*** Opening DATA IN THIS EXERCISE ***
use thiserror::Error;

/// Error type for token operations.
///
/// Display strings are returned to API clients as-is.
#[derive(Debug, Clone, Error, PartialEq, Eq)]
pub enum JwtError {
    #[error("Failed to encode token: {0}")]
    EncodingFailed(String),

    #[error("Token is malformed: {0}")]
    MalformedToken(String),

    #[error("Token signature is invalid")]
    InvalidSignature,

    #[error("Unsupported signing algorithm: {0}")]
    UnsupportedAlgorithm(String),

    #[error("Token is expired")]
    Expired,

    #[error("Token is not yet valid")]
    NotYetValid,

    #[error("Token carries unknown role: {0}")]
    UnknownRole(String),
}
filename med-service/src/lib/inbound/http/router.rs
use std::sync::Arc;
use std::time::Duration;

use auth::Authenticator;
use auth::Role;
use axum::body::Body;
use axum::http::Request;
use axum::http::Response;
use axum::middleware;
use axum::routing::get;
use axum::routing::post;
use axum::Router;
use tower_http::cors::CorsLayer;
use tower_http::trace::TraceLayer;
use tracing::Span;

use super::handlers::login::login;
use super::handlers::register::register;
use super::handlers::session::current_session;
use super::middleware::authenticate;
use super::middleware::require_role;
use super::middleware::RoleGate;
use crate::domain::user::ports::AuthServicePort;

/// Handler state. The authenticator lives in the route layers.
pub struct AppState<S: AuthServicePort> {
    pub auth_service: Arc<S>,
}

impl<S: AuthServicePort> Clone for AppState<S> {
    fn clone(&self) -> Self {
        Self {
            auth_service: Arc::clone(&self.auth_service),
        }
    }
}

/// Put a router behind token authentication.
pub fn protected<T>(router: Router<T>, authenticator: Arc<Authenticator>) -> Router<T>
where
    T: Clone + Send + Sync + 'static,
{
    router.route_layer(middleware::from_fn_with_state(authenticator, authenticate))
}

/// Put a router behind token authentication limited to one role.
pub fn restricted<T>(router: Router<T>, authenticator: Arc<Authenticator>, role: Role) -> Router<T>
where
    T: Clone + Send + Sync + 'static,
{
    router.route_layer(middleware::from_fn_with_state(
        RoleGate {
            authenticator,
            required: role,
        },
        require_role,
    ))
}

pub fn create_router<S: AuthServicePort>(
    auth_service: Arc<S>,
    authenticator: Arc<Authenticator>,
) -> Router {
    let state = AppState { auth_service };

    let public_routes = Router::<AppState<S>>::new()
        .route("/api/auth/login", post(login::<S>))
        .route("/api/auth/registry", post(register::<S>));

    let account_routes = protected(
        Router::<AppState<S>>::new().route("/api/account", get(current_session)),
        Arc::clone(&authenticator),
    );

    let admin_routes = restricted(
        Router::<AppState<S>>::new().route("/api/admin/session", get(current_session)),
        Arc::clone(&authenticator),
        Role::Admin,
    );

    let doctor_routes = restricted(
        Router::<AppState<S>>::new().route("/api/doctor/session", get(current_session)),
        Arc::clone(&authenticator),
        Role::Doctor,
    );

    let patient_routes = restricted(
        Router::<AppState<S>>::new().route("/api/patient/session", get(current_session)),
        authenticator,
        Role::Patient,
    );

    let trace_layer = TraceLayer::new_for_http()
        .make_span_with(|request: &Request<Body>| {
            tracing::info_span!(
                "http_request",
                method = %request.method(),
                uri = %request.uri(),
                version = ?request.version(),
            )
        })
        .on_request(|request: &Request<Body>, _span: &Span| {
            tracing::info!(
                method = %request.method(),
                uri = %request.uri(),
                "Request started"
            );
        })
        .on_response(
            |response: &Response<Body>, latency: Duration, _span: &Span| {
                tracing::info!(
                    status = response.status().as_u16(),
                    latency_ms = latency.as_millis(),
                    "Request completed"
                );
            },
        );

    Router::new()
        .merge(public_routes)
        .merge(account_routes)
        .merge(admin_routes)
        .merge(doctor_routes)
        .merge(patient_routes)
        .layer(trace_layer)
        .layer(CorsLayer::permissive())
        .with_state(state)
}
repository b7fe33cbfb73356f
pub mod http;
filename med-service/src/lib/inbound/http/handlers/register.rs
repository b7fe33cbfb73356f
use axum::extract::State;
use axum::http::StatusCode;
use axum::Json;
use serde::Deserialize;
use serde::Serialize;
use thiserror::Error;

use super::ApiError;
use super::ApiSuccess;
use crate::domain::user::models::EmailAddress;
use crate::domain::user::models::RegisterUserCommand;
use crate::domain::user::ports::AuthServicePort;
use crate::inbound::http::router::AppState;
use crate::user::errors::EmailError;

pub async fn register<S: AuthServicePort>(
    State(state): State<AppState<S>>,
    Json(body): Json<RegisterRequest>,
) -> Result<ApiSuccess<RegisterResponseData>, ApiError> {
    state
        .auth_service
        .register(body.try_into_command()?)
        .await
        .map_err(ApiError::from)
        .map(|user_id| ApiSuccess::new(StatusCode::CREATED, RegisterResponseData { id: user_id.0 }))
}

/// HTTP request body for registering a user (raw JSON)
#[derive(Debug, Clone, PartialEq, Eq, Deserialize)]
pub struct RegisterRequest {
    email: String,
    password: String,
    role: String,
}

#[derive(Debug, Clone, Error)]
enum ParseRegisterRequestError {
    #[error("Invalid email: {0}")]
    Email(#[from] EmailError),

    #[error("Invalid role: {0}")]
    Role(#[from] auth::RoleError),
}

impl RegisterRequest {
    fn try_into_command(self) -> Result<RegisterUserCommand, ParseRegisterRequestError> {
        let email = EmailAddress::new(self.email)?;
        let role = self.role.parse()?;
        Ok(RegisterUserCommand::new(email, self.password, role))
    }
}

impl From<ParseRegisterRequestError> for ApiError {
    fn from(err: ParseRegisterRequestError) -> Self {
        ApiError::BadRequest(err.to_string())
    }
}

#[derive(Debug, Clone, PartialEq, Eq, Serialize)]
pub struct RegisterResponseData {
    pub id: i64,
}
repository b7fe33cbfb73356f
//! Authentication utilities library
//!
//! Provides the authentication core for the medical records service:
//! - Salted SHA-512 password hashing
//! - HS256 identity tokens (JWT) with a fixed lifetime
//! - Closed role set and the verified [`Identity`]
//! - Authentication coordination via [`Authenticator`]
//!
//! All secrets arrive through [`AuthSettings`]; nothing is read from the
//! environment here.
//!
//! # Examples
//!
//! ## Password Hashing
//! ```
//! use auth::PasswordHasher;
//!
//! let hasher = PasswordHasher::new(b"process-salt".to_vec());
//! let hash = hasher.hash("my_password");
//! assert_eq!(hash.len(), 128);
//! assert!(hasher.matches(&hash, "my_password"));
//! ```
//!
//! ## Tokens
//! ```
//! use auth::{Identity, Role, TokenCodec};
//! use chrono::Duration;
//!
//! let codec = TokenCodec::new(b"secret_key_at_least_32_bytes_long!", Duration::minutes(30));
//! let token = codec.issue(&Identity::new(1, Role::Doctor)).unwrap();
//! let identity = codec.validate(&token).unwrap();
//! assert_eq!(identity.role, Role::Doctor);
//! ```
//!
//! ## Complete Flow
//! ```
//! use auth::{AuthSettings, Authenticator, Identity, Role};
//! use chrono::Duration;
//!
//! let settings = AuthSettings::new(
//!     b"secret_key_at_least_32_bytes_long!".to_vec(),
//!     b"process-salt".to_vec(),
//!     Duration::minutes(30),
//! );
//! let auth = Authenticator::new(&settings);
//!
//! // Register: hash password
//! let hash = auth.hash_password("password123");
//!
//! // Login: verify and issue token
//! assert!(auth.verify_password("password123", &hash));
//! let token = auth.issue_token(&Identity::new(1, Role::Patient)).unwrap();
//!
//! // Validate token
//! let identity = auth.validate_token(&token).unwrap();
//! assert_eq!(identity.user_id, 1);
//! ```

pub mod authenticator;
pub mod identity;
pub mod jwt;
pub mod password;
pub mod settings;

// Re-export commonly used items
pub use authenticator::Authenticator;
pub use identity::Identity;
pub use identity::Role;
pub use identity::RoleError;
pub use jwt::JwtError;
pub use jwt::TokenClaims;
pub use jwt::TokenCodec;
pub use password::PasswordHasher;
pub use settings::AuthSettings;
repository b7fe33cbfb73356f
use crate::identity::Identity;
use crate::jwt::JwtError;
use crate::jwt::TokenCodec;
use crate::password::PasswordHasher;
use crate::settings::AuthSettings;

/// Authentication coordinator combining password hashing and token handling.
///
/// Built once from [`AuthSettings`] and shared read-only by every request.
pub struct Authenticator {
    password_hasher: PasswordHasher,
    token_codec: TokenCodec,
}

impl Authenticator {
    /// Create a new authenticator.
    ///
    /// # Arguments
    /// * `settings` - Signing key, salt and token TTL
    ///
    /// # Returns
    /// Configured Authenticator instance
    pub fn new(settings: &AuthSettings) -> Self {
        Self {
            password_hasher: PasswordHasher::new(settings.salt.clone()),
            token_codec: TokenCodec::new(&settings.signing_key, settings.token_ttl),
        }
    }

    /// Hash a password for storage or credential lookup.
    pub fn hash_password(&self, password: &str) -> String {
        self.password_hasher.hash(password)
    }

    /// Check a plaintext password against a stored hash.
    pub fn verify_password(&self, password: &str, stored_hash: &str) -> bool {
        self.password_hasher.matches(stored_hash, password)
    }

    /// Issue a signed token for a verified identity.
    ///
    /// # Errors
    /// * `JwtError` - Token generation failed
    pub fn issue_token(&self, identity: &Identity) -> Result<String, JwtError> {
        self.token_codec.issue(identity)
    }

    /// Validate a token and return the identity it carries.
    ///
    /// # Errors
    /// * `JwtError` - Token validation or decoding failed
    pub fn validate_token(&self, token: &str) -> Result<Identity, JwtError> {
        self.token_codec.validate(token)
    }

    /// Access the underlying token codec.
    pub fn token_codec(&self) -> &TokenCodec {
        &self.token_codec
    }
}
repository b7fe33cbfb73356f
pub mod repositories;
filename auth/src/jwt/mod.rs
pub mod claims;
pub mod codec;
pub mod errors;

pub use claims::TokenClaims;
pub use codec::TokenCodec;
pub use errors::JwtError;
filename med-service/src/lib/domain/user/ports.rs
use async_trait::async_trait;
use auth::Role;

use crate::domain::user::models::EmailAddress;
use crate::domain::user::models::RegisterUserCommand;
use crate::domain::user::models::User;
use crate::domain::user::models::UserId;
use crate::user::errors::UserError;

/// Port for authentication operations.
#[async_trait]
pub trait AuthServicePort: Send + Sync + 'static {
    /// Register a new user.
    ///
    /// # Arguments
    /// * `command` - Validated email, plaintext password and role
    ///
    /// # Returns
    /// Identifier of the created user
    ///
    /// # Errors
    /// * `EmailAlreadyExists` - Email is already registered
    /// * `DatabaseError` - Database operation failed
    async fn register(&self, command: RegisterUserCommand) -> Result<UserId, UserError>;

    /// Verify credentials and issue a token.
    ///
    /// # Arguments
    /// * `email` - Email as typed by the client
    /// * `password` - Plaintext password
    ///
    /// # Returns
    /// Signed token string
    ///
    /// # Errors
    /// * `InvalidCredentials` - No user with this email and password
    /// * `TokenIssuanceFailed` - Token could not be signed
    /// * `DatabaseError` - Database operation failed
    async fn login(&self, email: &str, password: &str) -> Result<String, UserError>;
}

/// Persistence of user credentials.
#[async_trait]
pub trait CredentialStore: Send + Sync + 'static {
    /// Persist a new user. Receives the password hash, never the plaintext.
    ///
    /// # Arguments
    /// * `email` - Email address (unique)
    /// * `password_hash` - Hashed password
    /// * `role` - Role granted to the user
    ///
    /// # Returns
    /// Identifier assigned by the store
    ///
    /// # Errors
    /// * `EmailAlreadyExists` - Email is already registered
    /// * `DatabaseError` - Database operation failed
    async fn create_user(
        &self,
        email: &EmailAddress,
        password_hash: &str,
        role: Role,
    ) -> Result<UserId, UserError>;

    /// Look up a user matching both email and password hash.
    ///
    /// # Arguments
    /// * `email` - Email address, compared case-sensitively
    /// * `password_hash` - Hash of the candidate password
    ///
    /// # Returns
    /// Optional user (None if either field does not match)
    ///
    /// # Errors
    /// * `DatabaseError` - Database operation failed
    async fn find_user_by_credential(
        &self,
        email: &str,
        password_hash: &str,
    ) -> Result<Option<User>, UserError>;
}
*** Closing DATA IN THIS EXERCISE ***
_DESCRIPTION OF THE TASK_
Lines of the listing above that include the string "UserError" should each be copied.

_SOLUTION_
use crate::user::errors::UserError;
    async fn register(&self, command: RegisterUserCommand) -> Result<UserId, UserError>;
    async fn login(&self, email: &str, password: &str) -> Result<String, UserError>;
    ) -> Result<UserId, UserError>;
    ) -> Result<Option<User>, UserError>;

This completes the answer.